俺は片手を背中にある大剣に添え……振り下ろしを半歩ずれて躱す!
「そんな大振りを喰らうわけがなかろう!」
「ブカァ!?」
「失せろ——斬馬一刀!」
「ガ………ガ、ガ、ガ……」
隙だらけの身体に跳躍斬りを放ち、大剣により顔面を押し潰す!
トロールはゆっくりと地面に伏せ……ただの肉塊となった。
周りを見ると、どうやら雑魚も片付け終わったようだ。
「これでよしと……さて、どうしたもんか」
「お兄さん!」
「うおっ!? せ、セレナ様!?」
振り返ると、セレナ様が胸に飛び込んできた!
避けるわけにもいかず、そのまま受け止める。
色々と柔らかいものや良い香りがして、俺の脳内を刺激する。
……ええい! 戦いの後で高ぶってるとはいえ、王女様に対してなんてことを!
「えへへ、思い出しました」
「は、はい? そういえば、お兄さんとは? い、いや、ともかく離れましょう!」
「あっ——私としたことがこんな大勢が見てるところで! し、失礼しました!」
そこで、ようやく俺から離れてくれる。
そして、改めて確認するが……目の前にいるのは、間違い無く我が国の第一王女であるセレナ様だった。

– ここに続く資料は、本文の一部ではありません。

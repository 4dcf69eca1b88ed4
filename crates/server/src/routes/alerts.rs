//! Price alert routes

use crate::error::{ApiError, ApiResult};
use crate::extract::AuthUser;
use crate::routes::{body_opt_str, body_price, body_str, page_params, pagination_json};
use crate::state::AppState;
use axum::extract::rejection::JsonRejection;
use axum::extract::{Path, Query, State};
use axum::http::StatusCode;
use axum::Json;
use engine::AlertKind;
use persistence::repository::{AlertRepository, NewPriceAlert, PriceAlertChanges};
use serde_json::{json, Value};
use std::collections::HashMap;
use tracing::info;

const NOTIFICATION_METHODS: &[&str] = &["email", "push", "both"];

fn alert_not_found() -> ApiError {
    ApiError::not_found("Alert Not Found", "Price alert not found", "ALERT_NOT_FOUND")
}

fn validate_percentage(pct: f64) -> Result<(), ApiError> {
    if !(0.0..=100.0).contains(&pct) || pct == 0.0 {
        return Err(ApiError::bad_request(
            "Invalid Percentage",
            "percentage_change must be greater than 0 and at most 100",
            "INVALID_PERCENTAGE",
        ));
    }
    Ok(())
}

/// GET /api/alerts
pub async fn list_alerts(
    State(state): State<AppState>,
    AuthUser(user): AuthUser,
    Query(params): Query<HashMap<String, String>>,
) -> ApiResult<Json<Value>> {
    let (page, per_page, offset) = page_params(&params);
    let is_active = params.get("is_active").map(|v| v == "true");
    let alert_type = params.get("alert_type").map(String::as_str);

    let repo = AlertRepository::new(state.db.pool());
    let (alerts, total) = repo
        .list(user.id, is_active, alert_type, per_page, offset)
        .await?;
    let stats = repo.stats(user.id).await?;

    Ok(Json(json!({
        "alerts": alerts,
        "pagination": pagination_json(page, per_page, total),
        "stats": stats,
        "status": "success",
    })))
}

/// POST /api/alerts
pub async fn create_alert(
    State(state): State<AppState>,
    AuthUser(user): AuthUser,
    body: Result<Json<Value>, JsonRejection>,
) -> ApiResult<(StatusCode, Json<Value>)> {
    let Json(data) = body?;

    let Some(item_identifier) = body_str(&data, "item_identifier") else {
        return Err(ApiError::bad_request(
            "Missing Fields",
            "Missing required fields: item_identifier",
            "MISSING_FIELDS",
        ));
    };
    if item_identifier.len() > 200 {
        return Err(ApiError::bad_request(
            "Invalid Item Identifier",
            "Item identifier must be at most 200 characters",
            "INVALID_ITEM_IDENTIFIER",
        ));
    }

    let Some(kind) = body_str(&data, "alert_type").and_then(AlertKind::parse) else {
        return Err(ApiError::bad_request(
            "Invalid Alert Type",
            "alert_type must be one of: threshold, price_drop, price_increase",
            "INVALID_ALERT_TYPE",
        ));
    };

    let threshold_price = body_price(&data, "threshold_price");
    let baseline_price = body_price(&data, "baseline_price");
    let percentage_change = data.get("percentage_change").and_then(|v| v.as_f64());

    // Each kind must arrive with the fields it needs to ever be evaluable
    match kind {
        AlertKind::Threshold => {
            if threshold_price.is_none() {
                return Err(ApiError::bad_request(
                    "Missing Threshold Price",
                    "Threshold alerts require threshold_price",
                    "MISSING_THRESHOLD_PRICE",
                ));
            }
        }
        AlertKind::PriceDrop | AlertKind::PriceIncrease => {
            let Some(pct) = percentage_change else {
                return Err(ApiError::bad_request(
                    "Missing Percentage",
                    "Percentage alerts require percentage_change",
                    "MISSING_PERCENTAGE_CHANGE",
                ));
            };
            validate_percentage(pct)?;
            if baseline_price.is_none() {
                return Err(ApiError::bad_request(
                    "Missing Baseline Price",
                    "Percentage alerts require baseline_price",
                    "MISSING_BASELINE_PRICE",
                ));
            }
        }
    }

    let notification_method = body_opt_str(&data, "notification_method")
        .unwrap_or_else(|| "email".to_string())
        .to_lowercase();
    if !NOTIFICATION_METHODS.contains(&notification_method.as_str()) {
        return Err(ApiError::bad_request(
            "Invalid Notification Method",
            "notification_method must be one of: email, push, both",
            "INVALID_NOTIFICATION_METHOD",
        ));
    }

    let repo = AlertRepository::new(state.db.pool());
    let alert = repo
        .insert(NewPriceAlert {
            user_id: user.id,
            item_identifier: item_identifier.to_string(),
            platform: body_opt_str(&data, "platform"),
            condition: body_opt_str(&data, "condition"),
            alert_type: kind.as_str().to_string(),
            threshold_price,
            percentage_change,
            notification_method,
            baseline_price,
            notes: body_opt_str(&data, "notes"),
        })
        .await?;

    info!(user_id = user.id, item = %alert.item_identifier, "Price alert created");

    Ok((
        StatusCode::CREATED,
        Json(json!({
            "alert": alert,
            "message": "Price alert created successfully",
            "status": "success",
        })),
    ))
}

/// GET /api/alerts/:id
pub async fn get_alert(
    State(state): State<AppState>,
    AuthUser(user): AuthUser,
    Path(id): Path<String>,
) -> ApiResult<Json<Value>> {
    let id = super::parse_id(&id, "Alert")?;
    let repo = AlertRepository::new(state.db.pool());
    let alert = repo.get(user.id, id).await?.ok_or_else(alert_not_found)?;

    Ok(Json(json!({
        "alert": alert,
        "status": "success",
    })))
}

/// PUT /api/alerts/:id
pub async fn update_alert(
    State(state): State<AppState>,
    AuthUser(user): AuthUser,
    Path(id): Path<String>,
    body: Result<Json<Value>, JsonRejection>,
) -> ApiResult<Json<Value>> {
    let id = super::parse_id(&id, "Alert")?;
    let Json(data) = body?;

    let repo = AlertRepository::new(state.db.pool());
    repo.get(user.id, id).await?.ok_or_else(alert_not_found)?;

    if let Some(pct) = data.get("percentage_change").and_then(|v| v.as_f64()) {
        validate_percentage(pct)?;
    }
    if let Some(method) = body_str(&data, "notification_method") {
        if !NOTIFICATION_METHODS.contains(&method.to_lowercase().as_str()) {
            return Err(ApiError::bad_request(
                "Invalid Notification Method",
                "notification_method must be one of: email, push, both",
                "INVALID_NOTIFICATION_METHOD",
            ));
        }
    }

    let changes = PriceAlertChanges {
        platform: body_opt_str(&data, "platform"),
        condition: body_opt_str(&data, "condition"),
        threshold_price: body_price(&data, "threshold_price"),
        percentage_change: data.get("percentage_change").and_then(|v| v.as_f64()),
        notification_method: body_opt_str(&data, "notification_method").map(|m| m.to_lowercase()),
        baseline_price: body_price(&data, "baseline_price"),
        notes: body_opt_str(&data, "notes"),
    };

    let alert = repo.update(user.id, id, changes).await?;

    info!(user_id = user.id, alert_id = id, "Price alert updated");

    Ok(Json(json!({
        "alert": alert,
        "message": "Price alert updated successfully",
        "status": "success",
    })))
}

/// DELETE /api/alerts/:id
pub async fn delete_alert(
    State(state): State<AppState>,
    AuthUser(user): AuthUser,
    Path(id): Path<String>,
) -> ApiResult<Json<Value>> {
    let id = super::parse_id(&id, "Alert")?;
    let repo = AlertRepository::new(state.db.pool());
    repo.delete(user.id, id).await.map_err(|e| match e {
        persistence::DbError::NotFound(_) => alert_not_found(),
        other => ApiError::internal(other),
    })?;

    info!(user_id = user.id, alert_id = id, "Price alert deleted");

    Ok(Json(json!({
        "message": "Price alert deleted successfully",
        "status": "success",
    })))
}

/// POST /api/alerts/:id/toggle
pub async fn toggle_alert(
    State(state): State<AppState>,
    AuthUser(user): AuthUser,
    Path(id): Path<String>,
) -> ApiResult<Json<Value>> {
    let id = super::parse_id(&id, "Alert")?;
    let repo = AlertRepository::new(state.db.pool());
    let alert = repo.get(user.id, id).await?.ok_or_else(alert_not_found)?;
    let toggled = repo.set_active(user.id, id, !alert.is_active).await?;

    info!(
        user_id = user.id,
        alert_id = id,
        active = toggled.is_active,
        "Price alert toggled"
    );

    Ok(Json(json!({
        "alert": toggled,
        "message": if toggled.is_active { "Alert activated" } else { "Alert deactivated" },
        "status": "success",
    })))
}

/// GET /api/alerts/:id/notifications
pub async fn alert_notifications(
    State(state): State<AppState>,
    AuthUser(user): AuthUser,
    Path(id): Path<String>,
) -> ApiResult<Json<Value>> {
    let id = super::parse_id(&id, "Alert")?;
    let repo = AlertRepository::new(state.db.pool());
    repo.get(user.id, id).await?.ok_or_else(alert_not_found)?;
    let notifications = repo.notifications_for_alert(user.id, id).await?;

    Ok(Json(json!({
        "notifications": notifications,
        "total": notifications.len(),
        "status": "success",
    })))
}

今日は鎧ではなく白いワンピースを着ていて、普通の清楚な女の子って装いだ。
「いえ……それより、どうしてここに? ナイルもいるし……どうなっているんだか」
「先輩! お久しぶりです!」
「ああ、と言っても二週間ちょっとしか経ってないが……言いたいことが多すぎて、頭が痛くなってきたな」
すると、見知らぬメイドさんが近づいてくる。
赤い髪に整った容姿、そしてすらっとした体型だが……この佇まいは普通のメイドじゃないな。
おそらく、隠密系の特殊なメイトに違いない。
「アイク様、お話中失礼いたします。私、姫様の傍付きであるサーラと申します。お三方、まずは状況整理が必要かと思います。ひとまず、アトラス領地にまいりませんか?」
「サーラ殿か、よろしく頼む。確かに、こちらも少し混乱している。一度、落ち着いたところで話がしたいところだ」
「こちらこそよろしくお願いいたします。では、死体の方は如何なさいますか?」
「それなら心配いらない。ギン、お前の炎で処理してくれるか?」
「ウォン!(任せるのだ!)」
妖魔は人が食べることはできないし、死体を放っておくと魔素溜まりという毒を発生させる。
なので、必ず燃やして処理する必要がある。
その後、ギンの火炎により処理を済ませた俺達は、街へと向かうのだった。